**MATERIAL TO PROCESS**
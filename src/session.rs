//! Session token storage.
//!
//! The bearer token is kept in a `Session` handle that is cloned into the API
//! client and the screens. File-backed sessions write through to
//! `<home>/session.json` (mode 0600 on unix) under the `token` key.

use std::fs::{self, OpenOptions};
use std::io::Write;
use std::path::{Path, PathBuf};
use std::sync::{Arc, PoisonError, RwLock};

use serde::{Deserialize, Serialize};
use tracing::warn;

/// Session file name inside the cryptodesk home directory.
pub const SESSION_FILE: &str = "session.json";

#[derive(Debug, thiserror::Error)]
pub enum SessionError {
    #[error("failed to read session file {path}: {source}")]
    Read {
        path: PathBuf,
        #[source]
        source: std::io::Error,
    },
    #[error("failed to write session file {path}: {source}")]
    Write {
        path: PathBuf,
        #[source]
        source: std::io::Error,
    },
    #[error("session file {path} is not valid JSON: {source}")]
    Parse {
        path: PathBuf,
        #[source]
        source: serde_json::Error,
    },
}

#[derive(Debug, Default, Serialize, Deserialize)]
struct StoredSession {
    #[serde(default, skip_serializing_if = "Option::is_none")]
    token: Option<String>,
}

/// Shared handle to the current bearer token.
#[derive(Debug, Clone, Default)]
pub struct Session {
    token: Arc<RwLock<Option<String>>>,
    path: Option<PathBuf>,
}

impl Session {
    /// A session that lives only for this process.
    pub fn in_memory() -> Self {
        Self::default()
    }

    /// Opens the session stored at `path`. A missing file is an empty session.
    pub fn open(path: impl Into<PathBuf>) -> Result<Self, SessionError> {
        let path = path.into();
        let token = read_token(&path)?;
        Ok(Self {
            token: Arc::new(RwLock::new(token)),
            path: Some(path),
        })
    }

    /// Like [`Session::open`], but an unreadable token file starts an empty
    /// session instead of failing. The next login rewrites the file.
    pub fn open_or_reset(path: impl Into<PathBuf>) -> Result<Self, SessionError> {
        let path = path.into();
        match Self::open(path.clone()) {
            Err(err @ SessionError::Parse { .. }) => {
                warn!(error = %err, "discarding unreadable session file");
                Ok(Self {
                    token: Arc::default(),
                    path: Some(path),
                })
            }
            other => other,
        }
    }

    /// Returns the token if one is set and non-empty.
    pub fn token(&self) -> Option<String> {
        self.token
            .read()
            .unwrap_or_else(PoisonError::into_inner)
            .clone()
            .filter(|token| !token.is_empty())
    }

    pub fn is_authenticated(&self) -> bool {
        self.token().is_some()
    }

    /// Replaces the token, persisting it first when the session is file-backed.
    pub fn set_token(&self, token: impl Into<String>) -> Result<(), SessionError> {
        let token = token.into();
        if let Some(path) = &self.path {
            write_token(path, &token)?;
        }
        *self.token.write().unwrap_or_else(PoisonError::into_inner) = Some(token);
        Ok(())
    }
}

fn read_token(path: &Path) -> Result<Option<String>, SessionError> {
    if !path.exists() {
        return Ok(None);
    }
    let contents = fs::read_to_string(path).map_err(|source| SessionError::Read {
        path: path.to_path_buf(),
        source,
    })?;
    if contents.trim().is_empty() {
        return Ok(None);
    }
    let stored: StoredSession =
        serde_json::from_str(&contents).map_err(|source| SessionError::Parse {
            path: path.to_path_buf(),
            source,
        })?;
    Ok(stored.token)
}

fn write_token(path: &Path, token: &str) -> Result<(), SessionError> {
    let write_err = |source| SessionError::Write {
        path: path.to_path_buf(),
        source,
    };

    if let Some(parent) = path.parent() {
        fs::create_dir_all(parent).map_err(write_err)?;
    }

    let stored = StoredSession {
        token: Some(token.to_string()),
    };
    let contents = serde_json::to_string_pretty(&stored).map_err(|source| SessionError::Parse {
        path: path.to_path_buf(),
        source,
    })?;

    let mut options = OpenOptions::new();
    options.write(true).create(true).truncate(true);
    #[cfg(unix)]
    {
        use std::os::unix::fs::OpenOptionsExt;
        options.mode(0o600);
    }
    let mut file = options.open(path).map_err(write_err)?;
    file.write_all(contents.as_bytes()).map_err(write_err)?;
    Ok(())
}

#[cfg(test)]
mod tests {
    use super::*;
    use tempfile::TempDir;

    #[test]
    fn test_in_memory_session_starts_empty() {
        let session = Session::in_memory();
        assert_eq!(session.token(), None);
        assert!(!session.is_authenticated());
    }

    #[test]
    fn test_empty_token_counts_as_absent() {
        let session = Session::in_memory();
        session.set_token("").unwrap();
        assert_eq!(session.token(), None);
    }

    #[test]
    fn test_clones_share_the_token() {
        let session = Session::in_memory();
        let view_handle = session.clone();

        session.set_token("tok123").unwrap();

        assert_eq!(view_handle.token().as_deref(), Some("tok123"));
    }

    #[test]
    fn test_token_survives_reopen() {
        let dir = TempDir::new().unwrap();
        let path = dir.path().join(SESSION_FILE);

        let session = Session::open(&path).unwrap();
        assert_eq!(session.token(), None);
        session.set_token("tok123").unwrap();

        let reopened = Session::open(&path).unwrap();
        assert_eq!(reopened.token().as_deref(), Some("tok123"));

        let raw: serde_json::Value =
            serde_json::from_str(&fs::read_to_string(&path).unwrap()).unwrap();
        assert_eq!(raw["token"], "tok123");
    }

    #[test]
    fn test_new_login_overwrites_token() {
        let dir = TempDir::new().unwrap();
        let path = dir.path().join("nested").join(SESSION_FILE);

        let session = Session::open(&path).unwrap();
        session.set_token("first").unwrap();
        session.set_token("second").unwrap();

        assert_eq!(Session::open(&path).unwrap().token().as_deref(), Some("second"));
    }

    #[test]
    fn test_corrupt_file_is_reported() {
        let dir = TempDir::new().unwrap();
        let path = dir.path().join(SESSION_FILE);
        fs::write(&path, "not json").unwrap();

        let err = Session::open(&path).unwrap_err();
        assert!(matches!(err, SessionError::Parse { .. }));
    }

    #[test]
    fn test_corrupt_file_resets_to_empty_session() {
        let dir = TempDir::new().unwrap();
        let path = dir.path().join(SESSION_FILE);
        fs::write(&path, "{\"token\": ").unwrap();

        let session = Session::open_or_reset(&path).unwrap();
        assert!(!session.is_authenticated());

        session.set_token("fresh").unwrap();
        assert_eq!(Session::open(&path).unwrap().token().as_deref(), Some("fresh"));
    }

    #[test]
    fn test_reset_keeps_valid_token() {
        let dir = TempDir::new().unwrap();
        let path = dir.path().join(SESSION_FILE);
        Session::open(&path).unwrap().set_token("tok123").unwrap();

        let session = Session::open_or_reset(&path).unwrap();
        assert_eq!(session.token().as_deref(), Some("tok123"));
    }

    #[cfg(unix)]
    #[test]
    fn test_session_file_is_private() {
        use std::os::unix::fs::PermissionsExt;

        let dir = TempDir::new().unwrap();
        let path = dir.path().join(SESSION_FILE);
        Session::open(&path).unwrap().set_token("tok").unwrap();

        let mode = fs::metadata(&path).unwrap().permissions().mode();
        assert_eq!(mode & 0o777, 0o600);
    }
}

--

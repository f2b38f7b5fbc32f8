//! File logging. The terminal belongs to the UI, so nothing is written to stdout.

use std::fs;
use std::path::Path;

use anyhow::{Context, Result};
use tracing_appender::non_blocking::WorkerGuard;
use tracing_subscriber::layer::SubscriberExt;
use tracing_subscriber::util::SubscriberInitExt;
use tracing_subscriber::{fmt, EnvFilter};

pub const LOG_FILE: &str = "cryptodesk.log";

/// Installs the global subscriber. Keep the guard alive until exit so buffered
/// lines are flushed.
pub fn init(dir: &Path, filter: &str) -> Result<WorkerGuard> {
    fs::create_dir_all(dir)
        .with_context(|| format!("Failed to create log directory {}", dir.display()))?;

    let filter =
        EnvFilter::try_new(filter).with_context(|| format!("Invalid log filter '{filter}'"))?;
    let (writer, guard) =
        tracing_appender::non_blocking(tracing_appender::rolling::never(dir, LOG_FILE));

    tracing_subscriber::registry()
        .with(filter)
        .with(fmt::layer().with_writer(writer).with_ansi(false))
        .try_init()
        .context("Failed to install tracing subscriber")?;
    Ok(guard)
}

**TASK TO COMPLETE**
Looking at the records, how many lines include "home"? Respond with the number only.

**WRITTEN SOLUTION**
2